=== What needs to be done ===
The response must contain every line from the records below that has "super".

[Stored data entries]
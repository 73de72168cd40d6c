use sea_orm::entity::prelude::*;
use serde::{Deserialize, Serialize};

/// Membership of a user in a game's roster.
///
/// At most one row exists per (game, user) pair; the database enforces this
/// with a unique index.
#[derive(Clone, Debug, PartialEq, Eq, DeriveEntityModel, Serialize, Deserialize)]
#[sea_orm(table_name = "game_participant")]
pub struct Model {
    #[sea_orm(primary_key, auto_increment = false)]
    pub id: Uuid,
    pub game_id: Uuid,
    pub user_id: Uuid,
    pub status: String,
    pub created_at: DateTimeWithTimeZone,
    pub updated_at: DateTimeWithTimeZone,
}

#[derive(Copy, Clone, Debug, EnumIter, DeriveRelation)]
pub enum Relation {
    #[sea_orm(
        belongs_to = "super::game::Entity",
        from = "Column::GameId",
        to = "super::game::Column::Id",
        on_delete = "Cascade"
    )]
    Game,
    #[sea_orm(
        belongs_to = "super::user::Entity",
        from = "Column::UserId",
        to = "super::user::Column::Id",
        on_delete = "Cascade"
    )]
    User,
}

impl Related<super::game::Entity> for Entity {
    fn to() -> RelationDef {
        Relation::Game.def()
    }
}

impl Related<super::user::Entity> for Entity {
    fn to() -> RelationDef {
        Relation::User.def()
    }
}

impl ActiveModelBehavior for ActiveModel {}
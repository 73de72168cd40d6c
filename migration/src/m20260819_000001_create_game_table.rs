use sea_orm_migration::prelude::*;

/// Creates the `game` table for scheduled bookings.
#[derive(DeriveMigrationName)]
pub struct Migration;

#[derive(DeriveIden)]
enum Game {
    Table,
    Id,
    GameType,
    FieldId,
    CreatorId,
    StartsAt,
    EndsAt,
    MaxParticipants,
    Status,
    Price,
    WeatherTemperature,
    WeatherCondition,
    WeatherIcon,
    CreatedAt,
}

#[derive(DeriveIden)]
enum Field {
    Table,
    Id,
}

#[derive(DeriveIden)]
enum User {
    Table,
    Id,
}

#[async_trait::async_trait]
impl MigrationTrait for Migration {
    async fn up(&self, manager: &SchemaManager) -> Result<(), DbErr> {
        manager
            .create_table(
                Table::create()
                    .table(Game::Table)
                    .if_not_exists()
                    .col(ColumnDef::new(Game::Id).uuid().not_null().primary_key())
                    .col(ColumnDef::new(Game::GameType).string_len(20).not_null())
                    .col(ColumnDef::new(Game::FieldId).uuid().not_null())
                    .col(ColumnDef::new(Game::CreatorId).uuid().not_null())
                    .col(
                        ColumnDef::new(Game::StartsAt)
                            .timestamp_with_time_zone()
                            .not_null(),
                    )
                    .col(
                        ColumnDef::new(Game::EndsAt)
                            .timestamp_with_time_zone()
                            .not_null(),
                    )
                    .col(ColumnDef::new(Game::MaxParticipants).integer().not_null())
                    .col(
                        ColumnDef::new(Game::Status)
                            .string_len(20)
                            .not_null()
                            .default("approved"),
                    )
                    .col(ColumnDef::new(Game::Price).double().null())
                    .col(ColumnDef::new(Game::WeatherTemperature).float().null())
                    .col(ColumnDef::new(Game::WeatherCondition).string_len(100).null())
                    .col(ColumnDef::new(Game::WeatherIcon).string_len(100).null())
                    .col(
                        ColumnDef::new(Game::CreatedAt)
                            .timestamp_with_time_zone()
                            .not_null(),
                    )
                    .foreign_key(
                        ForeignKey::create()
                            .name("fk_game_field_id")
                            .from(Game::Table, Game::FieldId)
                            .to(Field::Table, Field::Id)
                            .on_delete(ForeignKeyAction::Cascade),
                    )
                    .foreign_key(
                        ForeignKey::create()
                            .name("fk_game_creator_id")
                            .from(Game::Table, Game::CreatorId)
                            .to(User::Table, User::Id)
                            .on_delete(ForeignKeyAction::Cascade),
                    )
                    .to_owned(),
            )
            .await?;

        // Availability scans filter by field and time window.
        manager
            .create_index(
                Index::create()
                    .name("idx_game_field_starts_at")
                    .table(Game::Table)
                    .col(Game::FieldId)
                    .col(Game::StartsAt)
                    .to_owned(),
            )
            .await
    }

    async fn down(&self, manager: &SchemaManager) -> Result<(), DbErr> {
        manager
            .drop_table(Table::drop().table(Game::Table).to_owned())
            .await
    }
}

=== Output ===
        belongs_to = "super::game::Entity",
        to = "super::game::Column::Id",
        belongs_to = "super::user::Entity",
        to = "super::user::Column::Id",
impl Related<super::game::Entity> for Entity {
impl Related<super::user::Entity> for Entity {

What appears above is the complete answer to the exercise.